*. The title helped. As with I Spit On Your Grave, it was changed by the producer to something more marketable (the working title was Phobia). It was also meant to complement the second half of a double bill it appeared on (I Eat Your Skin, a film it had little in common with and that had been shot six years earlier but never released). That the title has nothing to do with anything in the movie is pretty much irrelevant.
*. It is, of course, a poor, no-budget exploitation movie, of interest today only for how silly it all is. At the time it had some notoriety for setting a new benchmark for violence, but by twenty-first century standards even the director’s cut is pretty tame. Only the pregnant woman stabbing herself in the belly with a wooden stake still has any shock value.
*. Perhaps the most disturbing thing watching it today is seeing all the dead animals. Apparently only the chicken was killed for the film, and if you object to that you should listen to John Waters’s commentary on Pink Flamingos. There are, however, a lot of dead animal carcases on display, including numerous rats and a goat.
*. In some ways it can be seen as a transitional film. It’s often compared to Night of the Living Dead, but I don’t think that’s a very strong connection. These aren’t zombies and (despite what’s often said in the literature) they aren’t cannibals. They’re just people infected with rabies. Its nearest analogs are later films like The Crazies and Rabid.
*. But in addition to looking forward it also looks back. One of the first things that struck me was how the horror plot we know so well, where the group of young people take a wrong turn or their car breaks down and they end up in some homicidal backwater, was being reversed. The town here is a ghost town that seems to consist of nothing but a single bakery, but it appears to be a wholesome enough place. The kids whose van breaks down, on the other hand, are Satan-worshipping druggies who haven’t even learned to eat with utensils. This is an older plot, more like The Wild One than The Texas Chain Saw Massacre. The immediate inspiration seems to have been the Manson murders.
*. The political message would appear to be an obvious one then. After all, it came out the same year as Joe. But Kim Newman, who only briefly mentions this title in Nightmare Movies, makes an understandable mistake when he calls it “a Living Dead spin-off featuring a clash between rabid hippies and hard-hat construction workers.” That’s the conflict you’d expect, but in fact the two groups never confront one another. The construction workers, who are presented as a sleazy enough bunch themselves, are very quickly “converted” to hippie madness by way of a gang-bang with an infected girl. The rest of the movie they run around waving machetes and frothing at the mouth.

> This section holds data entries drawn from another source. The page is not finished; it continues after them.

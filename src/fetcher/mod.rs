//! Portal fetcher implementations

use async_trait::async_trait;
use serde_json::Value;
use std::collections::BTreeMap;

pub mod bulk;
pub mod retry;
pub mod soda;

pub use bulk::BulkExporter;
pub use retry::RetryPolicy;
pub use soda::SodaClient;

/// Fetcher errors
#[derive(Debug, thiserror::Error)]
pub enum FetcherError {
    /// Fatal HTTP status from the portal
    #[error("HTTP {status}: {body}")]
    HttpError {
        /// Response status code
        status: u16,
        /// Response body text, truncated for logging
        body: String,
    },

    /// Connection-level failure (reset, refused, truncated transfer)
    #[error("network error: {0}")]
    NetworkError(String),

    /// Request or response exceeded its deadline
    #[error("timeout: {0}")]
    TimeoutError(String),

    /// Response body was not the expected shape
    #[error("parse error: {0}")]
    ParseError(String),

    /// Structurally valid response missing required content
    #[error("invalid response: {0}")]
    InvalidResponse(String),

    /// Local file error while streaming a download
    #[error("I/O error: {0}")]
    IoError(#[from] std::io::Error),
}

impl FetcherError {
    /// Whether a retry can plausibly succeed.
    pub fn is_transient(&self) -> bool {
        matches!(
            self,
            FetcherError::NetworkError(_) | FetcherError::TimeoutError(_)
        )
    }

    /// Classify a transport error from the HTTP client.
    pub fn from_transport(err: reqwest::Error) -> Self {
        if err.is_timeout() {
            FetcherError::TimeoutError(err.to_string())
        } else {
            FetcherError::NetworkError(err.to_string())
        }
    }
}

/// Result type for fetcher operations
pub type FetcherResult<T> = Result<T, FetcherError>;

/// One row of a dataset, normalized to string fields.
///
/// The portal types columns loosely and pages can disagree on which fields
/// are present, so rows are kept as sorted field maps until they reach the
/// columnar store.
pub type Record = BTreeMap<String, String>;

/// Normalize one JSON object into a [`Record`].
///
/// Scalars become their string form, nulls are dropped, and nested
/// values are kept as compact JSON text.
pub fn record_from_value(value: Value) -> FetcherResult<Record> {
    let object = match value {
        Value::Object(map) => map,
        other => {
            return Err(FetcherError::ParseError(format!(
                "expected a JSON object row, got {other}"
            )))
        }
    };

    let mut record = Record::new();
    for (key, field) in object {
        let text = match field {
            Value::Null => continue,
            Value::String(s) => s,
            Value::Number(n) => n.to_string(),
            Value::Bool(b) => b.to_string(),
            nested => nested.to_string(),
        };
        record.insert(key, text);
    }
    Ok(record)
}

/// Query clauses applied to every page of a fetch.
#[derive(Debug, Clone, Default)]
pub struct PageQuery {
    /// `$select` projection
    pub select: Option<String>,
    /// `$where` filter
    pub filter: Option<String>,
    /// `$group` clause
    pub group: Option<String>,
    /// `$order` clause
    pub order: Option<String>,
}

/// Seam between the download pipeline and the wire.
///
/// The production implementation is [`SodaClient`]; tests substitute mock
/// sources to exercise dispatch, termination and failure paths offline.
#[async_trait]
pub trait PageFetch: Send + Sync {
    /// Fetch one page of rows at `offset`, requesting at most `limit` rows.
    async fn fetch_page(
        &self,
        dataset_id: &str,
        offset: u64,
        limit: u64,
        query: &PageQuery,
    ) -> FetcherResult<Vec<Record>>;

    /// Advisory row count for the dataset under `query`.
    async fn count_rows(&self, dataset_id: &str, query: &PageQuery) -> FetcherResult<u64>;
}

#[cfg(test)]
mod tests {
    use super::*;
    use serde_json::json;

    #[test]
    fn test_record_normalization() {
        let record = record_from_value(json!({
            "plate": "AB123C",
            "mass": 1450,
            "approved": true,
            "notes": null,
            "history": ["a", "b"]
        }))
        .unwrap();

        assert_eq!(record.get("plate").map(String::as_str), Some("AB123C"));
        assert_eq!(record.get("mass").map(String::as_str), Some("1450"));
        assert_eq!(record.get("approved").map(String::as_str), Some("true"));
        assert!(!record.contains_key("notes"));
        assert_eq!(
            record.get("history").map(String::as_str),
            Some(r#"["a","b"]"#)
        );
    }

    #[test]
    fn test_record_rejects_non_object() {
        assert!(record_from_value(json!([1, 2, 3])).is_err());
    }

    #[test]
    fn test_transient_classification() {
        assert!(FetcherError::NetworkError("reset".into()).is_transient());
        assert!(FetcherError::TimeoutError("deadline".into()).is_transient());
        assert!(!FetcherError::HttpError {
            status: 404,
            body: "missing".into()
        }
        .is_transient());
        assert!(!FetcherError::ParseError("bad row".into()).is_transient());
    }
}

*. Much has been made of the multi-ethnic character of the gang. I doubt this was more than happenstance, and if it wasn’t I don’t think it reflects a very progressive point of view. The violent and diseased element aren’t just druggies and devil-worshippers, they’re coloured. They also practice interracial sex, and I don’t think the film approves of that (indeed, the stake in the belly loses some of its power to shock in our knowledge that the baby is probably “infected” and needs to be aborted).
*. You could say much the same for the Satanic cult business. After the laughable nudie opening scene this is basically dropped and nothing further is made of it. I think they just wanted to have a group nude scene and weren’t very interested in the devil worship.
*. I have to say I find this movie a lot less interesting than it’s made out to be by its fans. They’ve elevated it to semi-cult status, but there’s little here beyond the usual exploitation weirdness, more often the result of incompetence or serendipity than any original creative vision. Peter’s bizarre scheme for getting revenge on the punks — injecting blood drawn from a rabid dog he’s just shot into a tray of meat pies — is just one example. It’s certainly hard to forget the shot of him holding the blood-filled syringe over the pies, but it’s a pretty ridiculous idea all the same. Which makes it just like everything else in this cheesy flick.